//! Cleaner passes scheduled on a [`ThreadPool`].

use std::sync::atomic::{AtomicBool, AtomicUsize, Ordering};
use std::sync::{Arc, Weak};
use std::time::Duration;

use tracing::{debug, info};
use vrift_config::CleanerConfig;
use vrift_pool::ThreadPool;

use crate::directory::Directory;
use crate::directory_cleaner;

/// Runs [`directory_cleaner::clean`] every `interval` until stopped.
///
/// Each pass schedules the next one when it finishes, so passes never
/// overlap. The pool is held weakly: once the pool is dropped or stopped no
/// further pass is scheduled.
pub struct PeriodicCleaner {
    progress: Arc<Progress>,
}

#[derive(Default)]
struct Progress {
    stopped: AtomicBool,
    passes: AtomicUsize,
    removed: AtomicUsize,
}

struct Pass<D: ?Sized, A> {
    pool: Weak<ThreadPool>,
    directory: Arc<D>,
    acceptor: A,
    interval: Duration,
    progress: Arc<Progress>,
}

impl PeriodicCleaner {
    /// Schedule the first pass `interval` from now.
    pub fn start<D, A>(
        pool: &Arc<ThreadPool>,
        directory: Arc<D>,
        interval: Duration,
        acceptor: A,
    ) -> Self
    where
        D: Directory + ?Sized + 'static,
        A: Fn(&str) -> bool + Send + Sync + 'static,
    {
        let progress = Arc::new(Progress::default());
        let pass = Arc::new(Pass {
            pool: Arc::downgrade(pool),
            directory,
            acceptor,
            interval,
            progress: Arc::clone(&progress),
        });
        if !pass.schedule(pool) {
            progress.stopped.store(true, Ordering::SeqCst);
        }
        Self { progress }
    }

    /// [`start`](Self::start) with the interval from `config`.
    pub fn from_config<D, A>(
        pool: &Arc<ThreadPool>,
        directory: Arc<D>,
        config: &CleanerConfig,
        acceptor: A,
    ) -> Self
    where
        D: Directory + ?Sized + 'static,
        A: Fn(&str) -> bool + Send + Sync + 'static,
    {
        Self::start(pool, directory, Duration::from_millis(config.interval_ms), acceptor)
    }

    /// Schedule no further passes. A pass already running completes.
    pub fn stop(&self) {
        self.progress.stopped.store(true, Ordering::SeqCst);
    }

    pub fn is_running(&self) -> bool {
        !self.progress.stopped.load(Ordering::SeqCst)
    }

    /// Completed passes.
    pub fn passes(&self) -> usize {
        self.progress.passes.load(Ordering::SeqCst)
    }

    /// Files removed across all completed passes.
    pub fn removed(&self) -> usize {
        self.progress.removed.load(Ordering::SeqCst)
    }
}

impl Drop for PeriodicCleaner {
    fn drop(&mut self) {
        self.stop();
    }
}

/// A scheduled pass. Dropped without running means the pool discarded it.
struct Pending<D: ?Sized, A>(Option<Arc<Pass<D, A>>>);

impl<D: ?Sized, A> Drop for Pending<D, A> {
    fn drop(&mut self) {
        if let Some(pass) = self.0.take() {
            debug!("Thread pool discarded a cleaner pass, periodic cleaner stopping");
            pass.progress.stopped.store(true, Ordering::SeqCst);
        }
    }
}

impl<D, A> Pass<D, A>
where
    D: Directory + ?Sized + 'static,
    A: Fn(&str) -> bool + Send + Sync + 'static,
{
    fn schedule(self: &Arc<Self>, pool: &ThreadPool) -> bool {
        let mut pending = Pending(Some(Arc::clone(self)));
        pool.run(
            move || {
                if let Some(pass) = pending.0.take() {
                    pass.run();
                }
            },
            self.interval,
        )
    }

    fn run(self: Arc<Self>) {
        if self.progress.stopped.load(Ordering::SeqCst) {
            return;
        }

        let removed = directory_cleaner::clean(&*self.directory, &self.acceptor);
        self.progress.removed.fetch_add(removed, Ordering::SeqCst);
        let passes = self.progress.passes.fetch_add(1, Ordering::SeqCst) + 1;
        if removed > 0 {
            info!(removed, passes, "Cleaner pass reclaimed files");
        }

        if self.progress.stopped.load(Ordering::SeqCst) {
            return;
        }
        let rescheduled = self.pool.upgrade().is_some_and(|pool| self.schedule(&pool));
        if !rescheduled {
            debug!(passes, "Thread pool unavailable, periodic cleaner stopping");
            self.progress.stopped.store(true, Ordering::SeqCst);
        }
    }
}
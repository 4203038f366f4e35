//! # vrift-refs
//!
//! Tracks which files of a directory are in use and deletes the ones that
//! are not.
//!
//! Every open file holds a handle from the directory's [`IndexFileRefs`].
//! [`directory_cleaner::clean`] deletes files nobody holds, subject to a
//! caller policy, and [`PeriodicCleaner`] repeats that on a thread pool.

pub mod directory;
pub mod directory_cleaner;
pub mod periodic;
pub mod ref_counter;

pub use directory::{Directory, DirectoryError, FsDirectory, MemoryDirectory, Result, TrackedFile};
pub use periodic::PeriodicCleaner;
pub use ref_counter::{IndexFileRefs, RefCounter, RefHandle};
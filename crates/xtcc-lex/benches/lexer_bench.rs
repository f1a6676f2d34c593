//! Lexer benchmarks.
//!
//! Run with: `cargo bench --package xtcc-lex`

use criterion::{black_box, criterion_group, criterion_main, Criterion, Throughput};
use xtcc_lex::{Lexer, Token};

fn lexer_token_count(source: &str) -> u32 {
    let mut lexer = Lexer::new(source);
    while lexer.next_token().expect("lex error") != Token::Eof {}
    lexer.token_count()
}

fn bench_lexer(c: &mut Criterion) {
    let mut group = c.benchmark_group("lexer");

    let source = r#"
        enum { N = 16 };
        int table[N];

        int fill(int base) {
            int i;
            i = 0;
            while (i < N) {
                table[i] = base + i * 2; // dense operator mix
                i = i + 1;
            }
            return table[N - 1];
        }

        int main() {
            char *msg;
            msg = "fill\n";
            return fill(0x10) % 0755;
        }
    "#;
    group.throughput(Throughput::Bytes(source.len() as u64));

    group.bench_function("statement", |b| {
        b.iter(|| lexer_token_count(black_box("g[0] = g[1] + 7;")))
    });

    group.bench_function("small_program", |b| {
        b.iter(|| lexer_token_count(black_box(source)))
    });

    group.finish();
}

criterion_group!(benches, bench_lexer);
criterion_main!(benches);
//! xtcc-lex - Lexical analysis for the xtcc C subset.
//!
//! This crate turns a source buffer into a stream of [`Token`]s, one at a
//! time. The language is line-oriented C without a preprocessor: keywords,
//! identifiers, decimal/hex/octal integers, character and string literals
//! with a small escape set, multi-character operators, and `//` comments.
//!
//! The lexer tracks the current line number and a running token count; both
//! feed the driver's end-of-build report.

pub mod cursor;
pub mod error;
pub mod lexer;
pub mod token;

pub use error::{LexError, Result};
pub use lexer::Lexer;
pub use token::Token;
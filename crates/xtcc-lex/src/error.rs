//! Error types for lexical analysis.

use thiserror::Error;

/// Error type for lexical analysis.
///
/// The first lexical error aborts the compilation; there is no recovery.
#[derive(Debug, Error, Clone, PartialEq, Eq)]
pub enum LexError {
    /// A string literal ran off the end of the source.
    #[error("Line {line}: unterminated string literal")]
    UnterminatedString { line: u32 },

    /// A byte that starts no token of the language.
    #[error("Line {line}: unexpected character '{ch}'")]
    UnexpectedChar { line: u32, ch: char },
}

/// Result type alias for lexer operations.
pub type Result<T> = std::result::Result<T, LexError>;
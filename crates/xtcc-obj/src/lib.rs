//! xtcc-obj - ELF32 relocatable object writer for Xtensa.
//!
//! Takes a [`xtcc_gen::CompiledUnit`] and produces the complete object file
//! image: literal pool and code in `.text`, string data in `.rodata`, a
//! NOBITS `.bss`, relocations the downstream linker needs to finish the
//! job, and the symbol/string tables. `L32R` displacements are resolved
//! here, because only the writer knows the final distance between each
//! instruction and its literal slot.

pub mod elf;
pub mod error;

pub use elf::build_object;
pub use error::{ObjError, Result};
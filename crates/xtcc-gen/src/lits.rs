//! Literal pool and `L32R` patch list.
//!
//! Xtensa has no 32-bit immediate form: every wide constant is loaded
//! PC-relative from a pool that the object writer places in front of the
//! code. The pool deduplicates on `(value, kind)` - two loads of the same
//! constant share one slot - and every emitted `L32R` records a patch entry
//! so its 16-bit displacement field can be computed once the final file
//! layout is known.

use indexmap::IndexSet;

/// What a literal slot's 32-bit value means to the object writer.
#[derive(Debug, Clone, Copy, PartialEq, Eq, Hash)]
pub enum LitKind {
    /// Plain immediate; emitted as-is, no relocation.
    Int,
    /// Offset into `.rodata`; relocated with `R_XTENSA_RELATIVE`.
    Str,
    /// Index into the function table; resolves to the function's in-file
    /// address (`R_XTENSA_RELATIVE`) or, for undefined functions, to an
    /// `R_XTENSA_JMP_SLOT` against the symbol.
    Func,
    /// Offset into `.bss`; relocated with `R_XTENSA_RELATIVE`.
    Bss,
}

/// One `L32R` emission site awaiting displacement resolution.
#[derive(Debug, Clone, Copy, PartialEq, Eq)]
pub struct Patch {
    /// Byte offset of the `L32R` instruction within the code buffer.
    pub code_off: usize,
    /// Index of the literal slot it loads.
    pub lit: usize,
}

/// Deduplicating literal pool plus the `L32R` use list.
#[derive(Debug, Default)]
pub struct LitPool {
    entries: IndexSet<(i32, LitKind)>,
    patches: Vec<Patch>,
}

impl LitPool {
    pub fn new() -> Self {
        Self::default()
    }

    /// Returns the slot index for `(value, kind)`, allocating one on first
    /// use. Slot order is first-use order, which fixes the pool's layout in
    /// the output file.
    pub fn intern(&mut self, value: i32, kind: LitKind) -> usize {
        self.entries.insert_full((value, kind)).0
    }

    /// Records that the `L32R` at `code_off` loads slot `lit`.
    pub fn record_use(&mut self, code_off: usize, lit: usize) {
        self.patches.push(Patch { code_off, lit });
    }

    /// Number of allocated slots.
    pub fn len(&self) -> usize {
        self.entries.len()
    }

    pub fn is_empty(&self) -> bool {
        self.entries.is_empty()
    }

    pub fn patch_count(&self) -> usize {
        self.patches.len()
    }

    /// Consumes the pool into plain slot and patch vectors.
    pub fn into_parts(self) -> (Vec<(i32, LitKind)>, Vec<Patch>) {
        (self.entries.into_iter().collect(), self.patches)
    }
}
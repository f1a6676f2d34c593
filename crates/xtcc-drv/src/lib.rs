//! xtcc-drv - Compilation driver.
//!
//! The driver owns the pipeline: read the source file, run the single-pass
//! compiler, build the object image, write it out, and collect the
//! end-of-build statistics. One [`Session`] is one compilation; there is no
//! incremental state.
//!
//! Error surface: the first error of any phase aborts the run. `Display`
//! strings are the diagnostic bodies the CLI prints behind an `Error: `
//! prefix, except the two file I/O failures which keep their traditional
//! wording.

use std::fmt;
use std::fs;
use std::path::PathBuf;
use std::time::Instant;

use thiserror::Error;
use tracing::debug;

use xtcc_gen::CompiledUnit;

/// Compiler configuration for one session.
#[derive(Debug, Clone)]
pub struct Config {
    /// Input source file.
    pub input: PathBuf,

    /// Output object file.
    pub output: PathBuf,
}

impl Default for Config {
    fn default() -> Self {
        Config {
            input: PathBuf::from("input.c"),
            output: PathBuf::from("output.elf"),
        }
    }
}

/// Driver error type.
#[derive(Debug, Error)]
pub enum DriverError {
    /// The input file could not be read.
    #[error("Cannot open input file: {}", path.display())]
    Input {
        path: PathBuf,
        #[source]
        source: std::io::Error,
    },

    /// The output file could not be written.
    #[error("Cannot open output file: {}", path.display())]
    Output {
        path: PathBuf,
        #[source]
        source: std::io::Error,
    },

    /// A parse or code-generation error.
    #[error(transparent)]
    Compile(#[from] xtcc_gen::CodeGenError),

    /// An object-emission error.
    #[error(transparent)]
    Object(#[from] xtcc_obj::ObjError),
}

/// Result type alias for driver operations.
pub type Result<T> = std::result::Result<T, DriverError>;

/// One compiler invocation.
pub struct Session {
    config: Config,
}

impl Session {
    /// Creates a session for the given configuration.
    pub fn new(config: Config) -> Self {
        Self { config }
    }

    /// Runs the whole pipeline and returns the build statistics.
    pub fn compile(&self) -> Result<Stats> {
        let started = Instant::now();

        debug!(input = %self.config.input.display(), "reading source");
        let source = fs::read_to_string(&self.config.input).map_err(|source| {
            DriverError::Input {
                path: self.config.input.clone(),
                source,
            }
        })?;

        debug!("parsing and generating code");
        let unit = xtcc_gen::compile(&source)?;
        drop(source); // the source buffer is dead once parsing finishes

        debug!(
            functions = unit.funcs.len(),
            literals = unit.lits.len(),
            patches = unit.patches.len(),
            "building object image"
        );
        let image = xtcc_obj::build_object(&unit)?;

        debug!(output = %self.config.output.display(), bytes = image.len(), "writing output");
        fs::write(&self.config.output, &image).map_err(|source| DriverError::Output {
            path: self.config.output.clone(),
            source,
        })?;

        let elapsed_ms = started.elapsed().as_millis() as u32;
        Ok(Stats::collect(&unit, image.len(), elapsed_ms))
    }
}

/// End-of-build report, printed after a successful compilation.
#[derive(Debug, Clone)]
pub struct Stats {
    pub lines: u32,
    pub tokens: u32,
    pub funcs: usize,
    pub globals: usize,
    pub lits: usize,
    pub patches: usize,
    pub rodata_size: usize,
    pub bss_size: u32,
    pub text_size: usize,
    pub file_size: usize,
    pub elapsed_ms: u32,
}

impl Stats {
    fn collect(unit: &CompiledUnit, file_size: usize, elapsed_ms: u32) -> Self {
        Stats {
            lines: unit.lines,
            tokens: unit.tokens,
            funcs: unit.funcs.len(),
            globals: unit.globals,
            lits: unit.lits.len(),
            patches: unit.patches.len(),
            rodata_size: unit.rodata.len(),
            bss_size: unit.bss_size,
            text_size: unit.code.len(),
            file_size,
            elapsed_ms,
        }
    }

    /// Throughput in source lines per second; zero when the build was too
    /// fast to measure.
    pub fn lines_per_sec(&self) -> u32 {
        if self.elapsed_ms > 0 {
            self.lines * 1000 / self.elapsed_ms
        } else {
            0
        }
    }
}

impl fmt::Display for Stats {
    fn fmt(&self, f: &mut fmt::Formatter<'_>) -> fmt::Result {
        writeln!(f)?;
        writeln!(f, "[ xtcc ] BUILD COMPLETED > OK")?;
        writeln!(f, "> IN  : {} Lines / {} Tokens", self.lines, self.tokens)?;
        writeln!(f, "> SYM : {} Funcs / {} Globals", self.funcs, self.globals)?;
        writeln!(f, "> REL : {} Literals / {} Patches", self.lits, self.patches)?;
        writeln!(
            f,
            "> MEM : {} B .rodata / {} B .bss",
            self.rodata_size, self.bss_size
        )?;
        writeln!(
            f,
            "> OUT : {} B .text / {} B ELF",
            self.text_size, self.file_size
        )?;
        write!(
            f,
            "[ {} ms ] >> {} Lines/sec <<",
            self.elapsed_ms,
            self.lines_per_sec()
        )
    }
}
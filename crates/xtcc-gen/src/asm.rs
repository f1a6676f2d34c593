//! Xtensa instruction encoder.
//!
//! Exactly the instruction subset the code generator needs, encoded straight
//! into a growable byte buffer. Instructions are 3 bytes (wide) or 2 bytes
//! (narrow `.N` forms), little-endian within the instruction word.
//!
//! Forward branches are emitted with a zero displacement and fixed up later:
//! callers remember the emission offset and call [`CodeBuf::patch_beqz`] /
//! [`CodeBuf::patch_jump`] once the target is the current end of code.
//! `L32R` displacements are not handled here at all; they stay zero until
//! the object writer knows the final literal-pool layout.

/// Stack pointer (`a1`).
pub const SP_REG: u8 = 1;
/// Expression result / accumulator (`a8`).
pub const RES_REG: u8 = 8;
/// Scratch register (`a9`).
pub const TMP_REG: u8 = 9;
/// First outgoing call argument (`a10`); arguments occupy `a10..a14`.
pub const ARG1_REG: u8 = 10;
/// Second outgoing call argument (`a11`).
pub const ARG2_REG: u8 = 11;
/// First incoming argument, also the callee-side return register (`a2`).
pub const IN_REG: u8 = 2;

// RRR opcode bytes (the third instruction byte).
pub const OP_AND: u8 = 0x10;
pub const OP_OR: u8 = 0x20;
pub const OP_XOR: u8 = 0x30;
pub const OP_NEG: u8 = 0x60;
pub const OP_MULL: u8 = 0x82;
pub const OP_SUB: u8 = 0xc0;
pub const OP_QUOS: u8 = 0xd2;
pub const OP_REMS: u8 = 0xf2;

// Conditional branch condition codes (RRI8 `r` field).
pub const BR_EQ: u8 = 0x1;
pub const BR_LT: u8 = 0x2;
pub const BR_NE: u8 = 0x9;
pub const BR_GE: u8 = 0xa;

/// Growable machine-code buffer with one emission method per instruction.
#[derive(Debug, Default)]
pub struct CodeBuf {
    bytes: Vec<u8>,
}

impl CodeBuf {
    pub fn new() -> Self {
        Self { bytes: Vec::new() }
    }

    /// Current size in bytes; doubles as the offset of the next instruction.
    pub fn len(&self) -> usize {
        self.bytes.len()
    }

    pub fn is_empty(&self) -> bool {
        self.bytes.is_empty()
    }

    pub fn bytes(&self) -> &[u8] {
        &self.bytes
    }

    pub fn into_bytes(self) -> Vec<u8> {
        self.bytes
    }

    fn emit2(&mut self, b0: u8, b1: u8) {
        self.bytes.push(b0);
        self.bytes.push(b1);
    }

    fn emit3(&mut self, b0: u8, b1: u8, b2: u8) {
        self.bytes.push(b0);
        self.bytes.push(b1);
        self.bytes.push(b2);
    }

    /// `L32I d, base, off` - load word; `off` is in bytes, must be a
    /// multiple of 4 within the encodable window.
    pub fn l32i(&mut self, d: u8, base: u8, off: i32) {
        self.emit3((d << 4) | 2, (2 << 4) | base, (off / 4) as u8);
    }

    /// `S32I s, base, off` - store word.
    pub fn s32i(&mut self, s: u8, base: u8, off: i32) {
        self.emit3((s << 4) | 2, (6 << 4) | base, (off / 4) as u8);
    }

    /// `L8UI d, base, off` - load byte, zero-extending.
    pub fn l8ui(&mut self, d: u8, base: u8, off: i32) {
        self.emit3((d << 4) | 2, base, off as u8);
    }

    /// `S8I s, base, off` - store byte.
    pub fn s8i(&mut self, s: u8, base: u8, off: i32) {
        self.emit3((s << 4) | 2, (4 << 4) | base, off as u8);
    }

    /// `L32R r` with a zero displacement; the 16-bit field at bytes 1..3 is
    /// filled in by the object writer.
    pub fn l32r(&mut self, r: u8) {
        self.emit3((r << 4) | 1, 0, 0);
    }

    /// Narrow `ADD.N d, s1, s2`.
    pub fn add_n(&mut self, d: u8, s1: u8, s2: u8) {
        self.emit2((s2 << 4) | 0xa, (d << 4) | s1);
    }

    /// Narrow `MOV.N d, s`.
    pub fn mov_n(&mut self, d: u8, s: u8) {
        self.emit2((d << 4) | 0xd, s);
    }

    /// Narrow `MOVI.N d, imm` for the tiny constants (0, 1, -1) the
    /// generator materializes inline.
    pub fn movi_n(&mut self, d: u8, imm: i32) {
        let i = ((imm & 0xf) << 12) | ((d as i32) << 8) | (((imm & 0x70) >> 4) << 4) | 0xc;
        self.emit2(i as u8, (i >> 8) as u8);
    }

    /// Wide `MOVI d, imm`; the caller guarantees `imm` fits the signed
    /// 12-bit immediate (otherwise the value goes through the literal pool).
    pub fn movi(&mut self, d: u8, imm: i32) {
        self.emit3((d << 4) | 2, 0xa0 | (((imm >> 8) & 0xf) as u8), imm as u8);
    }

    /// `ADDI d, s, imm`; the caller guarantees a signed 8-bit immediate.
    pub fn addi(&mut self, d: u8, s: u8, imm: i32) {
        self.emit3((d << 4) | 2, (0xc << 4) | s, imm as u8);
    }

    /// RRR-format ALU operation selected by its opcode byte.
    pub fn rrr(&mut self, op: u8, d: u8, s: u8, t: u8) {
        self.emit3(t << 4, (d << 4) | s, op);
    }

    /// `NEG d, t`.
    pub fn neg(&mut self, d: u8, t: u8) {
        self.rrr(OP_NEG, d, 0, t);
    }

    /// `XOR d, s, t`.
    pub fn xor(&mut self, d: u8, s: u8, t: u8) {
        self.rrr(OP_XOR, d, s, t);
    }

    /// `SSL s` - load the shift amount register for a left shift.
    pub fn ssl(&mut self, s: u8) {
        self.emit3(0x00, 0x10 | s, 0x40);
    }

    /// `SLL d, s` - shift left by the amount loaded with `ssl`.
    pub fn sll(&mut self, d: u8, s: u8) {
        self.emit3(0x00, (d << 4) | s, 0xa1);
    }

    /// `SSR s` - load the shift amount register for a right shift.
    pub fn ssr(&mut self, s: u8) {
        self.emit3(0x00, s, 0x40);
    }

    /// `SRL d, t` - shift right by the amount loaded with `ssr`.
    pub fn srl(&mut self, d: u8, t: u8) {
        self.emit3(t << 4, d << 4, 0xb1);
    }

    /// Conditional branch (`BEQ`/`BNE`/`BLT`/`BGE` via `cond`) that skips
    /// exactly one narrow instruction. The generator uses this for the
    /// compare-and-set-0/1 sequences.
    pub fn br(&mut self, cond: u8, s: u8, t: u8) {
        self.emit3((t << 4) | 7, (cond << 4) | s, 1);
    }

    /// Unconditional `J` with an 18-bit PC-relative offset (may be patched
    /// later via [`CodeBuf::patch_jump`]).
    pub fn j(&mut self, off: i32) {
        let i = 0x06u32 | ((off as u32 & 0x3ffff) << 6);
        self.emit3(i as u8, (i >> 8) as u8, (i >> 16) as u8);
    }

    /// `BEQZ s` with a 12-bit offset (may be patched later via
    /// [`CodeBuf::patch_beqz`]).
    pub fn beqz(&mut self, s: u8, off: i32) {
        let i = ((off as u32 & 0xfff) << 12) | ((s as u32) << 8) | 0x16;
        self.emit3(i as u8, (i >> 8) as u8, (i >> 16) as u8);
    }

    /// `CALLX8 a8` - windowed call through the address in `a8`.
    pub fn callx8(&mut self) {
        self.emit3(0xe0, 0x08, 0x00);
    }

    /// Narrow `RETW.N` - windowed return.
    pub fn retw_n(&mut self) {
        self.emit2(0x1d, 0xf0);
    }

    /// `ENTRY sp, frame` - rotate the register window and allocate `frame`
    /// bytes (encoded as `frame / 8` in the imm12 field).
    pub fn entry(&mut self, frame: i32) {
        let imm12 = frame / 8;
        self.emit3(0x36, (((imm12 & 0xf) << 4) | 1) as u8, (imm12 >> 4) as u8);
    }

    /// Resolves a forward `BEQZ` at `at` to branch to the current end of
    /// code.
    pub fn patch_beqz(&mut self, at: usize) {
        self.patch_branch(at, false);
    }

    /// Resolves a forward `J` at `at` to jump to the current end of code.
    pub fn patch_jump(&mut self, at: usize) {
        self.patch_branch(at, true);
    }

    fn patch_branch(&mut self, at: usize, is_jump: bool) {
        let off = self.bytes.len() as i32 - at as i32 - 4;
        let mut i = u32::from_le_bytes([self.bytes[at], self.bytes[at + 1], self.bytes[at + 2], 0]);
        if is_jump {
            i |= (off as u32 & 0x3ffff) << 6;
        } else {
            i |= (off as u32 & 0xfff) << 12;
        }
        self.bytes[at] = i as u8;
        self.bytes[at + 1] = (i >> 8) as u8;
        self.bytes[at + 2] = (i >> 16) as u8;
    }

    /// Rewrites the imm12 of the `ENTRY` at `at` with the real frame size,
    /// once the function body has been parsed and the local area is known.
    pub fn patch_entry(&mut self, at: usize, frame: i32) {
        let imm12 = frame / 8;
        self.bytes[at + 1] = (((imm12 & 0xf) << 4) | 1) as u8;
        self.bytes[at + 2] = (imm12 >> 4) as u8;
    }
}

#[cfg(test)]
mod tests {
    use super::*;

    #[test]
    fn test_loads_and_stores() {
        let mut code = CodeBuf::new();
        code.l32i(RES_REG, SP_REG, 16);
        code.s32i(RES_REG, SP_REG, 16);
        code.l8ui(RES_REG, RES_REG, 0);
        code.s8i(ARG1_REG, RES_REG, 0);
        assert_eq!(
            code.bytes(),
            &[
                0x82, 0x21, 0x04, // l32i a8, a1, 16
                0x82, 0x61, 0x04, // s32i a8, a1, 16
                0x82, 0x08, 0x00, // l8ui a8, a8, 0
                0xa2, 0x48, 0x00, // s8i a10, a8, 0
            ]
        );
    }

    #[test]
    fn test_narrow_forms() {
        let mut code = CodeBuf::new();
        code.add_n(RES_REG, TMP_REG, RES_REG);
        code.mov_n(IN_REG, RES_REG);
        code.movi_n(RES_REG, 1);
        code.retw_n();
        assert_eq!(
            code.bytes(),
            &[
                0x8a, 0x89, // add.n a8, a9, a8
                0x2d, 0x08, // mov.n a2, a8
                0x0c, 0x18, // movi.n a8, 1
                0x1d, 0xf0, // retw.n
            ]
        );
    }

    #[test]
    fn test_movi_wide_immediates() {
        let mut code = CodeBuf::new();
        code.movi(RES_REG, 42);
        code.movi(RES_REG, -2048);
        code.movi(RES_REG, 2047);
        assert_eq!(
            code.bytes(),
            &[
                0x82, 0xa0, 0x2a, // movi a8, 42
                0x82, 0xa8, 0x00, // movi a8, -2048
                0x82, 0xa7, 0xff, // movi a8, 2047
            ]
        );
    }

    #[test]
    fn test_addi() {
        let mut code = CodeBuf::new();
        code.addi(RES_REG, SP_REG, 32);
        code.addi(RES_REG, RES_REG, -1);
        assert_eq!(
            code.bytes(),
            &[
                0x82, 0xc1, 0x20, // addi a8, a1, 32
                0x82, 0xc8, 0xff, // addi a8, a8, -1
            ]
        );
    }

    #[test]
    fn test_l32r_and_call() {
        let mut code = CodeBuf::new();
        code.l32r(RES_REG);
        code.callx8();
        assert_eq!(
            code.bytes(),
            &[
                0x81, 0x00, 0x00, // l32r a8 (displacement patched at link layout time)
                0xe0, 0x08, 0x00, // callx8
            ]
        );
    }

    #[test]
    fn test_entry_placeholder_and_patch() {
        let mut code = CodeBuf::new();
        code.entry(544);
        assert_eq!(code.bytes(), &[0x36, 0x41, 0x04]); // imm12 = 68
        code.patch_entry(0, 64);
        assert_eq!(code.bytes(), &[0x36, 0x81, 0x00]); // imm12 = 8
    }

    #[test]
    fn test_backward_jump() {
        let mut code = CodeBuf::new();
        code.j(-4);
        assert_eq!(code.bytes(), &[0x06, 0xff, 0xff]);
    }

    #[test]
    fn test_beqz_forward_patch() {
        let mut code = CodeBuf::new();
        let at = code.len();
        code.beqz(RES_REG, 0);
        assert_eq!(code.bytes(), &[0x16, 0x08, 0x00]);
        code.movi(RES_REG, 1);
        code.movi(RES_REG, 2);
        // Displacement is end-of-code minus branch minus 4.
        code.patch_beqz(at);
        assert_eq!(&code.bytes()[..3], &[0x16, 0x58, 0x00]);
    }

    #[test]
    fn test_jump_forward_patch() {
        let mut code = CodeBuf::new();
        let at = code.len();
        code.j(0);
        code.retw_n();
        code.patch_jump(at);
        // off = 5 - 0 - 4 = 1
        assert_eq!(&code.bytes()[..3], &[0x46, 0x00, 0x00]);
    }

    #[test]
    fn test_branch_skips_one_narrow_instruction() {
        let mut code = CodeBuf::new();
        code.br(BR_NE, TMP_REG, ARG1_REG);
        assert_eq!(code.bytes(), &[0xa7, 0x99, 0x01]);
    }

    #[test]
    fn test_shift_sequences() {
        let mut code = CodeBuf::new();
        code.ssl(RES_REG);
        code.sll(RES_REG, TMP_REG);
        code.ssr(RES_REG);
        code.srl(RES_REG, TMP_REG);
        assert_eq!(
            code.bytes(),
            &[
                0x00, 0x18, 0x40, // ssl a8
                0x00, 0x89, 0xa1, // sll a8, a9
                0x00, 0x08, 0x40, // ssr a8
                0x90, 0x80, 0xb1, // srl a8, a9
            ]
        );
    }
}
..............................
→ **HOW TO COMPLETE THIS TASK**
Would you please return every line in the listing where "patches" shows up?

→ **TASK ANSWER**
    patches: Vec<Patch>,
        self.patches.push(Patch { code_off, lit });
        self.patches.len()
        (self.entries.into_iter().collect(), self.patches)
            patches = unit.patches.len(),
    pub patches: usize,
            patches: unit.patches.len(),
        writeln!(f, "> REL : {} Literals / {} Patches", self.lits, self.patches)?;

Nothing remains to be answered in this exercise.